Le jour après que Cindy Adams a publié son récit de l'appel téléphonique présumé de M. Heymann avec M. Kennedy, elle a rapporté que M. Heymann travaillait sur un livre sur John Kennedy. "Au cours des douze dernières années", a-t-elle écrit, M. Heymann avait pris des notes de chaque réunion et appel téléphonique avec John. Au moment où vous lirez ceci, Heymann sera au chapitre trois.”

Le même jour, Celia McGee du Daily News, dans un article intitulé "Des biographies de Kennedy à inonder les étagères", a rapporté que "Le premier à sortir de la porte sera probablement l'auteur David Heymann, qui est publié par Dutton, un division de Pingouin Putnam. La biographie de Heymann sur Jacqueline Kennedy Onassis, A Woman Named Jackie , et l'année dernière RFK: A Candid Biography of Robert F. Kennedy , non seulement l'ont imprégné de l'histoire de la famille Kennedy, mais ont conduit à une relation cordiale avec John, qui a aidé avec le livre de Robert Kennedy "mais ne voulait pas être reconnu". Heymann se précipite pour terminer un JFK Proposition de livre Jr. pour examen par les éditeurs, dont plusieurs ont essayé de le contacter dès samedi.”

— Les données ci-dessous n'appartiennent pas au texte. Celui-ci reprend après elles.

//! Scroll progress to visibility.
//!
//! A scroll-tracking source reports, for the step currently in view, its
//! index and how far through the step the reader is. Views never keep
//! state between scroll events: every event produces a fresh
//! [`RenderState`].

use serde::{Deserialize, Serialize};
use thiserror::Error;

/// Fraction of a step spent fading at each end when nothing else is
/// configured.
pub const DEFAULT_FADE_THRESHOLD: f64 = 0.25;

#[derive(Debug, Error, PartialEq)]
pub enum ScrollError {
    #[error("fade threshold must be in (0, 0.5], got {0}")]
    InvalidThreshold(f64),
}

/// Position of the reader within the narrative.
#[derive(Debug, Clone, Copy, PartialEq, Serialize, Deserialize)]
pub struct ScrollStep {
    /// 0-based ordinal of the step in view.
    pub index: usize,
    /// Fraction of the step's scroll height traversed, in `[0, 1]`.
    pub progress: f64,
}

impl ScrollStep {
    pub fn new(index: usize, progress: f64) -> Self {
        Self { index, progress }
    }
}

/// Trapezoidal fade envelope: ramp up over `[0, t)`, hold at 1 over
/// `[t, 1 - t]`, ramp down over `(1 - t, 1]`.
///
/// No validation: NaN in gives NaN out, and progress outside `[0, 1]`
/// extrapolates the nearer ramp, so both `progress < 0` and
/// `progress > 1` give negative opacities. Progress `1` gives exactly `0`.
/// With `threshold >= 0.5` there is no plateau and the envelope
/// degenerates into a triangle peaking at `progress == threshold`.
pub fn opacity_for_progress(progress: f64, threshold: f64) -> f64 {
    if progress < threshold {
        progress / threshold
    } else if progress <= 1.0 - threshold {
        1.0
    } else {
        // Same line as `1 - (p - (1 - t)) / t`, without rounding `1 - t`.
        (1.0 - progress) / threshold
    }
}

/// A validated fade envelope.
#[derive(Debug, Clone, Copy, PartialEq, Serialize)]
pub struct FadeEnvelope {
    threshold: f64,
}

impl FadeEnvelope {
    /// Accepts thresholds in `(0, 0.5]`; `0.5` is the triangular limit with
    /// a single full-opacity point.
    pub fn new(threshold: f64) -> Result<Self, ScrollError> {
        if threshold > 0.0 && threshold <= 0.5 {
            Ok(Self { threshold })
        } else {
            Err(ScrollError::InvalidThreshold(threshold))
        }
    }

    pub fn threshold(&self) -> f64 {
        self.threshold
    }

    /// Opacity for `progress`, clamped into `[0, 1]` first.
    pub fn opacity(&self, progress: f64) -> f64 {
        opacity_for_progress(progress.clamp(0.0, 1.0), self.threshold)
    }
}

impl Default for FadeEnvelope {
    fn default() -> Self {
        Self {
            threshold: DEFAULT_FADE_THRESHOLD,
        }
    }
}

impl<'de> Deserialize<'de> for FadeEnvelope {
    fn deserialize<D: serde::Deserializer<'de>>(deserializer: D) -> Result<Self, D::Error> {
        #[derive(Deserialize)]
        struct Raw {
            threshold: f64,
        }
        let raw = Raw::deserialize(deserializer)?;
        FadeEnvelope::new(raw.threshold).map_err(serde::de::Error::custom)
    }
}

/// Everything a step renderer needs to know about the current scroll
/// position, computed from scratch on each event.
#[derive(Debug, Clone, Copy, PartialEq, Serialize)]
pub struct RenderState<S> {
    pub step: S,
    pub index: usize,
    pub progress: f64,
    pub opacity: f64,
}

impl<S: Copy> RenderState<S> {
    pub fn compute(step: S, scroll: ScrollStep, envelope: &FadeEnvelope) -> Self {
        Self {
            step,
            index: scroll.index,
            progress: scroll.progress,
            opacity: envelope.opacity(scroll.progress),
        }
    }

    pub fn is_visible(&self) -> bool {
        self.opacity > 0.0
    }
}

#[cfg(test)]
mod tests {
    use super::*;

    fn close(a: f64, b: f64) -> bool {
        (a - b).abs() < 1e-9
    }

    #[test]
    fn worked_example_quarter_threshold() {
        let t = 0.25;
        assert_eq!(opacity_for_progress(0.0, t), 0.0);
        assert!(close(opacity_for_progress(0.1, t), 0.4));
        assert_eq!(opacity_for_progress(0.25, t), 1.0);
        assert_eq!(opacity_for_progress(0.5, t), 1.0);
        assert!(close(opacity_for_progress(0.8, t), 0.8));
        assert!(close(opacity_for_progress(1.0, t), 0.0));
    }

    #[test]
    fn plateau_edges_are_exactly_one() {
        for i in 1..50 {
            let t = f64::from(i) / 100.0;
            assert_eq!(opacity_for_progress(t, t), 1.0, "t={t}");
            assert_eq!(opacity_for_progress(1.0 - t, t), 1.0, "t={t}");
        }
    }

    #[test]
    fn ramps_are_monotonic_and_in_range() {
        for i in 1..50 {
            let t = f64::from(i) / 100.0;
            let mut prev = f64::NEG_INFINITY;
            for k in 0..=100 {
                let p = t * f64::from(k) / 100.0;
                let o = opacity_for_progress(p, t);
                assert!(o >= prev, "rising ramp decreased at p={p}, t={t}");
                assert!((0.0..=1.0).contains(&o));
                prev = o;
            }
            let mut prev = f64::INFINITY;
            for k in 0..=100 {
                let p = ((1.0 - t) + t * f64::from(k) / 100.0).min(1.0);
                let o = opacity_for_progress(p, t);
                assert!(o <= prev, "falling ramp increased at p={p}, t={t}");
                assert!((0.0..=1.0).contains(&o));
                prev = o;
            }
        }
    }

    #[test]
    fn out_of_range_progress_extrapolates_both_ramps() {
        for t in [0.1, 0.2, 0.25, 0.3, 0.5] {
            assert_eq!(opacity_for_progress(1.0, t), 0.0, "t={t}");
            assert!(opacity_for_progress(-0.1, t) < 0.0, "t={t}");
            assert!(opacity_for_progress(1.1, t) < 0.0, "t={t}");
        }
        assert!(close(opacity_for_progress(-0.1, 0.25), -0.4));
        assert!(close(opacity_for_progress(1.1, 0.25), -0.4));
        assert_eq!(FadeEnvelope::default().opacity(1.1), 0.0);
    }

    #[test]
    fn nan_propagates() {
        assert!(opacity_for_progress(f64::NAN, 0.25).is_nan());
        assert!(FadeEnvelope::default().opacity(f64::NAN).is_nan());
    }

    #[test]
    fn half_threshold_is_triangular() {
        assert!(close(opacity_for_progress(0.25, 0.5), 0.5));
        assert_eq!(opacity_for_progress(0.5, 0.5), 1.0);
        assert!(close(opacity_for_progress(0.75, 0.5), 0.5));
    }

    #[test]
    fn envelope_rejects_bad_thresholds() {
        assert_eq!(FadeEnvelope::new(0.0), Err(ScrollError::InvalidThreshold(0.0)));
        assert!(FadeEnvelope::new(0.6).is_err());
        assert!(FadeEnvelope::new(f64::NAN).is_err());
        assert!(FadeEnvelope::new(0.5).is_ok());
    }

    #[test]
    fn envelope_clamps_progress() {
        let env = FadeEnvelope::new(0.2).unwrap_or_default();
        assert_eq!(env.opacity(-0.3), 0.0);
        assert!(close(env.opacity(1.7), 0.0));
    }

    #[test]
    fn envelope_deserialization_validates() {
        let ok: Result<FadeEnvelope, _> = serde_json::from_str(r#"{"threshold":0.1}"#);
        assert!(ok.is_ok());
        let bad: Result<FadeEnvelope, _> = serde_json::from_str(r#"{"threshold":0.9}"#);
        assert!(bad.is_err());
    }

    #[test]
    fn render_state_is_recomputed_per_event() {
        let env = FadeEnvelope::default();
        let a = RenderState::compute("climate", ScrollStep::new(3, 0.05), &env);
        let b = RenderState::compute("climate", ScrollStep::new(3, 0.5), &env);
        assert!(close(a.opacity, 0.2));
        assert_eq!(b.opacity, 1.0);
        assert!(a.is_visible());
        assert!(!RenderState::compute("x", ScrollStep::new(0, 0.0), &env).is_visible());
    }
}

Voir la vidéo: Mr. Gaga A film by Tomer Heymann- End sequence


Commentaires:

  1. Norris

    Merveilleux, c'est une phrase drôle

  2. Shajin

    la phrase Remarquable et opportune

  3. Abd Al Jabbar

    As that sounds interesting

  4. Wadley

    À mon avis, des erreurs sont commises. Écrivez-moi dans PM, discutez-en.